[Stored items]
◇ ◇ ◇ ◇

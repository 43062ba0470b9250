use axum::{
    http::StatusCode,
    response::{IntoResponse, Response},
    Json,
};
use serde_json::json;
use thiserror::Error;

#[derive(Error, Debug)]
pub enum PlataformaError {
    /// Raised by the query sanitizer when the risk score reaches the block
    /// threshold. Terminal: no provider call is made for the offending query.
    #[error("Query blocked by security policy (risk score {risk_score}): {reasons:?}")]
    SecurityBlocked { risk_score: u8, reasons: Vec<String> },

    #[error("Validation error: {0}")]
    Validation(String),

    #[error("Embedding error: {0}")]
    Embedding(String),

    #[error("Embedding provider unavailable: {0}")]
    EmbeddingUnavailable(String),

    #[error("Vector store error: {0}")]
    VectorStore(String),

    #[error("Cache error: {0}")]
    Cache(String),

    #[error("LLM error: {0}")]
    Llm(String),

    #[error("LLM unavailable: {0}")]
    LlmUnavailable(String),

    #[error("LLM rate limit exceeded, retry after {retry_after:?} seconds")]
    LlmRateLimit { retry_after: Option<u64> },

    #[error("HTTP request error: {0}")]
    Http(#[from] reqwest::Error),

    #[error("JSON error: {0}")]
    Json(#[from] serde_json::Error),

    #[error("Internal error: {0}")]
    Internal(String),
}

impl PlataformaError {
    /// Whether this is the terminal security rejection. Every other variant
    /// is expected to be recovered into a degraded result somewhere in the
    /// pipeline.
    pub fn is_security_blocked(&self) -> bool {
        matches!(self, PlataformaError::SecurityBlocked { .. })
    }
}

impl IntoResponse for PlataformaError {
    fn into_response(self) -> Response {
        let (status, message) = match &self {
            PlataformaError::SecurityBlocked { .. } => (StatusCode::FORBIDDEN, self.to_string()),
            PlataformaError::Validation(msg) => (StatusCode::BAD_REQUEST, msg.clone()),
            PlataformaError::Embedding(msg) => (StatusCode::BAD_GATEWAY, msg.clone()),
            PlataformaError::EmbeddingUnavailable(msg) => {
                (StatusCode::SERVICE_UNAVAILABLE, msg.clone())
            }
            PlataformaError::VectorStore(msg) => (StatusCode::INTERNAL_SERVER_ERROR, msg.clone()),
            PlataformaError::Cache(msg) => (StatusCode::INTERNAL_SERVER_ERROR, msg.clone()),
            PlataformaError::Llm(msg) => (StatusCode::BAD_GATEWAY, msg.clone()),
            PlataformaError::LlmUnavailable(msg) => (StatusCode::SERVICE_UNAVAILABLE, msg.clone()),
            PlataformaError::LlmRateLimit { retry_after } => (
                StatusCode::TOO_MANY_REQUESTS,
                format!("LLM rate limit exceeded, retry after {retry_after:?} seconds"),
            ),
            PlataformaError::Http(e) => (StatusCode::BAD_GATEWAY, e.to_string()),
            PlataformaError::Json(e) => (StatusCode::BAD_REQUEST, e.to_string()),
            PlataformaError::Internal(msg) => (StatusCode::INTERNAL_SERVER_ERROR, msg.clone()),
        };

        let body = Json(json!({
            "error": message,
            "code": status.as_u16()
        }));

        (status, body).into_response()
    }
}

pub type Result<T> = std::result::Result<T, PlataformaError>;
impl LlmApiClient {
    pub fn new(config: &LlmConfig) -> Result<Self> {
        let api_config = ApiConfig::from_llm_config(config);

        let (provider, _) = parse_llm_provider_model(&config.model);
        let needs_api_key = !matches!(
            provider.to_lowercase().as_str(),
            "ollama" | "local" | "lmstudio"
        );

        if needs_api_key && api_config.api_key.is_none() {
            return Err(PlataformaError::Llm(
                "API key required for this provider".to_string(),
            ));
        }

        let openai_config = OpenAIConfig::new()
            .with_api_base(api_config.base_url.clone())
            .with_api_key(api_config.api_key.clone().unwrap_or_default());

        let http_client = reqwest::Client::builder()
            .timeout(Duration::from_secs(api_config.timeout_secs))
            .build()
            .map_err(|error| {
                PlataformaError::Llm(format!("Failed to create LLM HTTP client: {error}"))
            })?;

        // Bound async-openai's internal backoff to our timeout; its default
        // max_elapsed_time retries server errors for up to 15 minutes,
        // independent of the retry loop below.
        let backoff = backoff::ExponentialBackoff {
            max_elapsed_time: Some(Duration::from_secs(api_config.timeout_secs)),
            ..Default::default()
        };

        let client = Client::with_config(openai_config)
            .with_http_client(http_client)
            .with_backoff(backoff);

        Ok(Self {
            client,
            config: api_config,
        })
    }

    pub async fn complete(
        &self,
        user_prompt: &str,
        system_prompt: Option<&str>,
        options: Option<&CompletionOptions>,
    ) -> Result<Completion> {
        if user_prompt.trim().is_empty() {
            return Err(PlataformaError::Validation(
                "Prompt cannot be empty".to_string(),
            ));
        }

        let request = self.build_request(user_prompt, system_prompt, options, false)?;
        let response = self.execute_with_retries(request).await?;
        Self::extract_completion(response)
    }

    pub async fn complete_streaming(
        &self,
        user_prompt: &str,
        system_prompt: Option<&str>,
        options: Option<&CompletionOptions>,
    ) -> Result<CompletionStream> {
        if user_prompt.trim().is_empty() {
            return Err(PlataformaError::Validation(
                "Prompt cannot be empty".to_string(),
            ));
        }

        let request = self.build_request(user_prompt, system_prompt, options, true)?;
        let mut inner = self
            .client
            .chat()
            .create_stream(request)
            .await
            .map_err(Self::map_openai_error)?;

        let stream = async_stream::try_stream! {
            while let Some(item) = inner.next().await {
                let chunk = item.map_err(Self::map_openai_error)?;
                for choice in chunk.choices {
                    if let Some(text) = choice.delta.content {
                        if !text.is_empty() {
                            yield text;
                        }
                    }
                }
            }
        };

        Ok(Box::pin(stream))
    }

    async fn execute_with_retries(
        &self,
        request: CreateChatCompletionRequest,
    ) -> Result<CreateChatCompletionResponse> {
        let mut last_error: Option<PlataformaError> = None;

        for attempt in 0..=self.config.max_retries {
            if attempt > 0 {
                let delay_ms = 100 * 2_u64.pow(attempt - 1);
                tokio::time::sleep(Duration::from_millis(delay_ms)).await;
            }

            match self.client.chat().create(request.clone()).await {
                Ok(response) => return Ok(response),
                Err(error) => {
                    if let Some(rate_limit_error) = Self::rate_limit_error(&error) {
                        return Err(rate_limit_error);
                    }

                    if let Some(auth_error) = Self::auth_error(&error) {
                        return Err(auth_error);
                    }

                    let retryable = Self::is_retryable(&error);
                    let mapped_error = Self::map_openai_error(error);

                    if retryable && attempt < self.config.max_retries {
                        last_error = Some(mapped_error);
                        continue;
                    }

                    return Err(mapped_error);
                }
            }
        }

        Err(last_error.unwrap_or_else(|| {
            PlataformaError::Llm("LLM completion failed after retries".to_string())
        }))
    }

    fn build_request(
        &self,
        user_prompt: &str,
        system_prompt: Option<&str>,
        options: Option<&CompletionOptions>,
        stream: bool,
    ) -> Result<CreateChatCompletionRequest> {
        let mut messages = Vec::new();

        if let Some(system_prompt) = system_prompt.filter(|value| !value.trim().is_empty()) {
            messages.push(
                ChatCompletionRequestSystemMessageArgs::default()
                    .content(system_prompt)
                    .build()
                    .map_err(|error| {
                        PlataformaError::Validation(format!("Invalid system prompt: {error}"))
                    })?
                    .into(),
            );
        }

        messages.push(
            ChatCompletionRequestUserMessageArgs::default()
                .content(user_prompt)
                .build()
                .map_err(|error| {
                    PlataformaError::Validation(format!("Invalid user prompt: {error}"))
                })?
                .into(),
        );

        let mut request = CreateChatCompletionRequestArgs::default();
        request.model(self.config.model.clone()).messages(messages);
        if stream {
            request.stream(true);
        }
        Self::apply_completion_options(&mut request, options);

        request.build().map_err(|error| {
            PlataformaError::Validation(format!("Invalid LLM completion request: {error}"))
        })
    }

    fn apply_completion_options(
        request: &mut CreateChatCompletionRequestArgs,
        options: Option<&CompletionOptions>,
    ) {
        let Some(options) = options else {
            return;
        };

        if let Some(temperature) = options.temperature {
            request.temperature(temperature);
        }

        if let Some(max_tokens) = options.max_tokens {
            request.max_tokens(max_tokens);
        }

        if let Some(top_p) = options.top_p {
            request.top_p(top_p);
        }

        if let Some(stop) = options.stop.as_ref().filter(|values| !values.is_empty()) {
            request.stop(Stop::StringArray(stop.clone()));
        }
    }

    fn extract_completion(response: CreateChatCompletionResponse) -> Result<Completion> {
        let model = response.model.clone();
        let tokens_used = response
            .usage
            .as_ref()
            .map(|usage| usage.total_tokens)
            .unwrap_or(0);

        let choice = response
            .choices
            .into_iter()
            .next()
            .ok_or_else(|| PlataformaError::Llm("LLM response contained no choices".to_string()))?;

        let finish_reason = choice.finish_reason.map(finish_reason_label);
        let content = choice.message.content.unwrap_or_default();

        if content.trim().is_empty() {
            return Err(PlataformaError::Llm(
                "LLM response contained empty content".to_string(),
            ));
        }

        Ok(Completion {
            content,
            model,
            tokens_used,
            finish_reason,
        })
    }

    fn is_retryable(error: &OpenAIError) -> bool {
        match error {
            OpenAIError::ApiError(api_error) => {
                api_error.r#type.is_none() && api_error.code.is_none()
            }
            OpenAIError::Reqwest(reqwest_error) => reqwest_error
                .status()
                .map(|status| status.is_server_error())
                .unwrap_or(true),
            _ => false,
        }
    }

    fn rate_limit_error(error: &OpenAIError) -> Option<PlataformaError> {
        match error {
            OpenAIError::Reqwest(reqwest_error)
                if reqwest_error.status() == Some(reqwest::StatusCode::TOO_MANY_REQUESTS) =>
            {
                Some(PlataformaError::LlmRateLimit { retry_after: None })
            }
            OpenAIError::ApiError(api_error) if Self::is_rate_limit_api_error(api_error) => {
                Some(PlataformaError::LlmRateLimit { retry_after: None })
            }
            _ => None,
        }
    }

    fn auth_error(error: &OpenAIError) -> Option<PlataformaError> {
        match error {
            OpenAIError::Reqwest(reqwest_error)
                if reqwest_error.status() == Some(reqwest::StatusCode::UNAUTHORIZED)
                    || reqwest_error.status() == Some(reqwest::StatusCode::FORBIDDEN) =>
            {
                Some(PlataformaError::Llm(format!(
                    "LLM authentication failed: {reqwest_error}"
                )))
            }
            OpenAIError::ApiError(api_error) if Self::is_auth_api_error(api_error) => Some(
                PlataformaError::Llm(format!("LLM authentication failed: {api_error}")),
            ),
            _ => None,
        }
    }

    fn is_rate_limit_api_error(api_error: &ApiError) -> bool {
        let message = api_error.message.to_lowercase();
        let error_type = api_error.r#type.clone().unwrap_or_default().to_lowercase();
        let code = api_error.code.clone().unwrap_or_default().to_lowercase();

        message.contains("rate limit")
            || message.contains("too many requests")
            || error_type.contains("rate_limit")
            || code.contains("rate_limit")
            || code == "insufficient_quota"
    }

    fn is_auth_api_error(api_error: &ApiError) -> bool {
        let message = api_error.message.to_lowercase();
        let error_type = api_error.r#type.clone().unwrap_or_default().to_lowercase();
        let code = api_error.code.clone().unwrap_or_default().to_lowercase();

        message.contains("unauthorized")
            || message.contains("forbidden")
            || message.contains("authentication")
            || message.contains("invalid api key")
            || code.contains("invalid_api_key")
            || code.contains("authentication")
            || error_type.contains("authentication")
    }

    fn map_openai_error(error: OpenAIError) -> PlataformaError {
        match error {
            OpenAIError::Reqwest(reqwest_error) => {
                PlataformaError::Llm(format!("LLM request failed: {reqwest_error}"))
            }
            OpenAIError::ApiError(api_error) => {
                PlataformaError::Llm(format!("LLM API error: {api_error}"))
            }
            OpenAIError::JSONDeserialize(err) => {
                PlataformaError::Llm(format!("Failed to parse LLM response: {err}"))
            }
            OpenAIError::InvalidArgument(message) => PlataformaError::Validation(message),
            other => PlataformaError::Llm(other.to_string()),
        }
    }
}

◇ ◇ ◇ ◇

**WHAT YOU SHOULD DO:**
From the records above, pull out every line containing the word "VectorStore".

**RESULT OF THIS TASK:**
    VectorStore(String),
            PlataformaError::VectorStore(msg) => (StatusCode::INTERNAL_SERVER_ERROR, msg.clone()),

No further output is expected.